Are there any scenes where Holly isn’t wearing a fucking hat? Its getting to be like Marie and purple.
I think these two posts sort of contradict each other the way you hold him responsible for shooting the kid, but letting him off the hook for the plane crash. Sort of, not completely. Also, they would be completely innocent as well as the people that got caught in the fire at the laundry, were those random laundry workers, I don’t remember.
They committed murder in the first couple of episodes. The show was clear from the very beginning that Walt and Jesse were just thinking about themselves while their actions had dire consequences for the people around them. Walt poisoning Brock was a turning point in that it showed how far he was now willing to go to get what he wanted (harming an innocent person) and how skilled he was in getting the job done. It was an evil thing to do but it can’t be called a moment he became evil or anything like that. They’ve been trafficking in human misery the whole time and they’ve killed people throughout the show. And Jesse has already seen a child die - not as a result of his own words but as a result of the business he and Walt are in. The show has been a quick descent that way. I’m not sure there is any one moment you can say this became evil except the very beginning, when Walt decided the way to provide for his family financially and get revenge on the world was to use his chemistry skills to make crystal meth.
I think something about the heist will come back to haunt them, maybe the spilled methylamine or something to do with the missing kid or etc. I think that because in Breaking Bad loose ends don’t just disappear and everything eventually ties together, I like that about the show but in this case I think it’ll be a little unrealistic. The reality is in a place as large as the desert they just bury the kid and he will never be found, ever. They just kick dirt around any of the spilled methylamine and no one will ever notice it was there, no one would ever find those buried tanks or the holes that they were in and this basically would be a tragedy about a missing kid who never got found.
I think some people have a very unrealistic view of how interconnected things are and how easily law enforcement can do stuff. The reality is people go missing in the desert all the time and are never found, the scale is so massive that even missing small planes can end up not being found in the desert…and that’s a missing small plane being looked for by helicopter search and rescue and etc.

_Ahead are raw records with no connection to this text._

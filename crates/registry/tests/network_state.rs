//! End-to-end behaviour of the NetworkState registry: deployment, owner-gated
//! minting, open community membership, and reload from a sled directory.

use ed25519_dalek::SigningKey;
use netstate_registry::{NetworkStateRegistry, RegistryError};
use netstate_storage::{MemoryStorage, SledStorage};
use netstate_types::{Address, Amount, RegistryCall, SignedCall, TerritoryId};
use proptest::prelude::*;
use tempfile::TempDir;

/// Deterministic test accounts; index 0 deploys.
fn accounts() -> Vec<SigningKey> {
    (1u8..=4).map(|seed| SigningKey::from_bytes(&[seed; 32])).collect()
}

fn address(key: &SigningKey) -> Address {
    Address::from(&key.verifying_key())
}

fn deploy(accounts: &[SigningKey]) -> NetworkStateRegistry {
    NetworkStateRegistry::new(address(&accounts[0]))
}

#[test]
fn should_set_the_right_owner() {
    let accounts = accounts();
    let registry = deploy(&accounts);
    assert_eq!(registry.owner(), address(&accounts[0]));
}

#[test]
fn should_mint_a_territory_correctly() {
    let accounts = accounts();
    let registry = deploy(&accounts);
    registry
        .mint_territory(
            &address(&accounts[0]),
            TerritoryId(1),
            "Territory 1",
            Amount::parse_units("1").unwrap(),
        )
        .unwrap();
    assert!(registry.territory(TerritoryId(1)).exists);
}

#[test]
fn should_not_allow_non_owners_to_mint_territories() {
    let accounts = accounts();
    let registry = deploy(&accounts);
    let err = registry
        .mint_territory(
            &address(&accounts[1]),
            TerritoryId(2),
            "Territory 2",
            Amount::parse_units("1").unwrap(),
        )
        .unwrap_err();
    assert_eq!(err.to_string(), "Ownable: caller is not the owner");
    assert!(!registry.territory(TerritoryId(2)).exists);
}

#[test]
fn should_allow_a_user_to_join_the_community() {
    let accounts = accounts();
    let registry = deploy(&accounts);
    registry.join_community(&address(&accounts[1])).unwrap();
    assert!(registry.member(&address(&accounts[1])).exists);
}

#[test]
fn should_not_allow_a_member_to_join_twice() {
    let accounts = accounts();
    let registry = deploy(&accounts);
    registry.join_community(&address(&accounts[1])).unwrap();
    let err = registry.join_community(&address(&accounts[1])).unwrap_err();
    assert_eq!(err.to_string(), "Member already exists");
}

#[test]
fn concrete_scenario_through_signed_calls() {
    let accounts = accounts();
    let registry = deploy(&accounts);
    let one = Amount::from_whole_units(1);

    registry
        .submit(&SignedCall::sign(
            &accounts[0],
            RegistryCall::MintTerritory {
                id: TerritoryId(1),
                name: "Territory 1".into(),
                price: one,
            },
        ))
        .unwrap();
    assert!(registry.territory(TerritoryId(1)).exists);

    let err = registry
        .submit(&SignedCall::sign(
            &accounts[1],
            RegistryCall::MintTerritory {
                id: TerritoryId(2),
                name: "Territory 2".into(),
                price: one,
            },
        ))
        .unwrap_err();
    assert!(matches!(err, RegistryError::NotOwner));
    assert!(!registry.territory(TerritoryId(2)).exists);

    let join = SignedCall::sign(&accounts[2], RegistryCall::JoinCommunity);
    registry.submit(&join).unwrap();
    assert!(registry.member(&address(&accounts[2])).exists);
    assert!(matches!(
        registry.submit(&join),
        Err(RegistryError::DuplicateMember { .. })
    ));
}

#[test]
fn territories_and_members_share_no_namespace() {
    let accounts = accounts();
    let registry = deploy(&accounts);
    let owner = address(&accounts[0]);

    registry.join_community(&owner).unwrap();
    registry
        .mint_territory(&owner, TerritoryId(0), "Zero", Amount::ZERO)
        .unwrap();
    assert!(registry.member(&owner).exists);
    assert!(registry.territory(TerritoryId(0)).exists);
    assert!(!registry.member(&address(&accounts[3])).exists);
}

#[test]
fn deploy_is_once_per_store() {
    let accounts = accounts();
    let registry =
        NetworkStateRegistry::deploy(address(&accounts[0]), MemoryStorage::new()).unwrap();

    let err =
        NetworkStateRegistry::deploy(address(&accounts[1]), registry.into_storage()).unwrap_err();
    assert!(matches!(
        err,
        RegistryError::AlreadyDeployed { owner } if owner == address(&accounts[0])
    ));
}

#[test]
fn open_requires_a_deployment() {
    assert!(matches!(
        NetworkStateRegistry::open(MemoryStorage::new()),
        Err(RegistryError::NotDeployed)
    ));
}

#[test]
fn registry_reloads_from_sled() {
    let accounts = accounts();
    let owner = address(&accounts[0]);
    let member = address(&accounts[1]);
    let temp_dir = TempDir::new().unwrap();
    let db = sled::open(temp_dir.path()).unwrap();

    let deployed_address = {
        let storage = SledStorage::from_db(db.clone()).unwrap();
        let registry = NetworkStateRegistry::deploy(owner, storage).unwrap();
        registry
            .mint_territory(&owner, TerritoryId(7), "Harbor", Amount::parse_units("2.5").unwrap())
            .unwrap();
        registry.join_community(&member).unwrap();
        registry.flush().unwrap();
        registry.address()
    };

    let registry = NetworkStateRegistry::open(SledStorage::from_db(db).unwrap()).unwrap();

    assert_eq!(registry.owner(), owner);
    assert_eq!(registry.address(), deployed_address);
    let territory = registry.territory(TerritoryId(7));
    assert_eq!(territory.name, "Harbor");
    assert_eq!(territory.price, Amount::parse_units("2.5").unwrap());
    assert!(registry.member(&member).exists);
    assert_eq!(registry.events().len(), 3);

    // Reloaded state still enforces first-writer-wins.
    assert!(matches!(
        registry.mint_territory(&owner, TerritoryId(7), "Other", Amount::ZERO),
        Err(RegistryError::DuplicateTerritory { .. })
    ));
    assert!(matches!(
        registry.join_community(&member),
        Err(RegistryError::DuplicateMember { .. })
    ));
    registry
        .mint_territory(&owner, TerritoryId(8), "Ridge", Amount::ZERO)
        .unwrap();
    assert_eq!(registry.events().last().unwrap().sequence, 3);
}

#[test]
fn minted_prices_reload_exactly() {
    let accounts = accounts();
    let owner = address(&accounts[0]);
    let temp_dir = TempDir::new().unwrap();
    let registry =
        NetworkStateRegistry::deploy(owner, SledStorage::new(temp_dir.path()).unwrap()).unwrap();
    registry
        .mint_territory(&owner, TerritoryId(1), "Territory 1", Amount(u128::MAX))
        .unwrap();
    let before = registry.events();

    let reopened = NetworkStateRegistry::open(registry.into_storage()).unwrap();
    assert_eq!(reopened.territory(TerritoryId(1)).price, Amount(u128::MAX));
    assert_eq!(reopened.events(), before);
}

#[test]
fn second_handle_on_one_database_cannot_overwrite() {
    let accounts = accounts();
    let owner = address(&accounts[0]);
    let temp_dir = TempDir::new().unwrap();
    let db = sled::open(temp_dir.path()).unwrap();

    let handle = || SledStorage::from_db(db.clone()).unwrap();

    let first = NetworkStateRegistry::deploy(owner, handle()).unwrap();
    let second = NetworkStateRegistry::open(handle()).unwrap();
    assert!(matches!(
        NetworkStateRegistry::deploy(address(&accounts[1]), handle()),
        Err(RegistryError::AlreadyDeployed { .. })
    ));

    first
        .mint_territory(&owner, TerritoryId(1), "Territory 1", Amount::from_whole_units(1))
        .unwrap();
    // The stale handle does not see the mint, but the store refuses the overwrite.
    assert!(matches!(
        second.mint_territory(&owner, TerritoryId(1), "Hijacked", Amount::ZERO),
        Err(RegistryError::Storage(_))
    ));
    assert!(matches!(
        second.join_community(&address(&accounts[2])),
        Err(RegistryError::Storage(_))
    ));

    let reloaded = NetworkStateRegistry::open(handle()).unwrap();
    assert_eq!(reloaded.territory(TerritoryId(1)).name, "Territory 1");
    assert!(!reloaded.member(&address(&accounts[2])).exists);
    let sequences: Vec<u64> = reloaded.events().iter().map(|e| e.sequence).collect();
    assert_eq!(sequences, vec![0, 1]);
}

proptest! {
    #[test]
    fn second_mint_never_overwrites(
        id in any::<u64>(),
        first in "[a-zA-Z ]{0,16}",
        second in "[a-zA-Z ]{0,16}",
        p1 in any::<u64>(),
        p2 in any::<u64>(),
    ) {
        let owner = Address([1u8; 32]);
        let registry = NetworkStateRegistry::new(owner);
        registry.mint_territory(&owner, TerritoryId(id), first.clone(), Amount(p1 as u128)).unwrap();
        let second_result =
            registry.mint_territory(&owner, TerritoryId(id), second, Amount(p2 as u128));
        prop_assert!(
            matches!(second_result, Err(RegistryError::DuplicateTerritory { .. })),
            "second mint must be rejected as a duplicate"
        );

        let territory = registry.territory(TerritoryId(id));
        prop_assert_eq!(territory.name, first);
        prop_assert_eq!(territory.price, Amount(p1 as u128));
    }

    #[test]
    fn non_owner_mint_never_creates(seed in 2u8..=255, id in any::<u64>()) {
        let owner = Address([1u8; 32]);
        let registry = NetworkStateRegistry::new(owner);
        let result = registry.mint_territory(&Address([seed; 32]), TerritoryId(id), "x", Amount::ZERO);
        prop_assert!(matches!(result, Err(RegistryError::NotOwner)), "non-owner mint must be rejected");
        prop_assert!(!registry.territory(TerritoryId(id)).exists);
        prop_assert_eq!(registry.owner(), owner);
    }

    #[test]
    fn join_is_one_shot(seed in any::<u8>()) {
        let registry = NetworkStateRegistry::new(Address([0u8; 32]));
        let user = Address([seed; 32]);
        prop_assert!(registry.join_community(&user).is_ok());
        prop_assert!(
            matches!(registry.join_community(&user), Err(RegistryError::DuplicateMember { .. })),
            "second join must be rejected"
        );
        prop_assert!(registry.member(&user).exists);
    }
}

It’d be very easy to make a random kid disappear in the desert to never be found, and since none of the principals have any connection whatsoever with the kid they’d never be suspects even remotely. It’s not even guaranteed that local law enforcement will even know that a train had to stop briefly in that area due to a broken down vehicle, and they also won’t know that it happened at the same time the kid got disappeared because they won’t know precisely when whatever happened to that kid happened to him. Even if they do find out the train had to stop for a broken down vehicle, it’s unlikely the train engineers took down any information that would allow the police to even find out who the guy driving the truck might have been.
Finally there is no reason the police would even be trying to test random soil for spilled methylamine, and I wonder too if methylamine spilled in the desert would eventually break down in the sun or etc so it may not even be there by the time the police looked in that area (which most likely they’d never do anyway.) So in reality I think the murdering of the kid and the heist, as it went down, would never result in trouble for the principals…but yeah I do suspect something crazy will happen to get them in some hot water over it.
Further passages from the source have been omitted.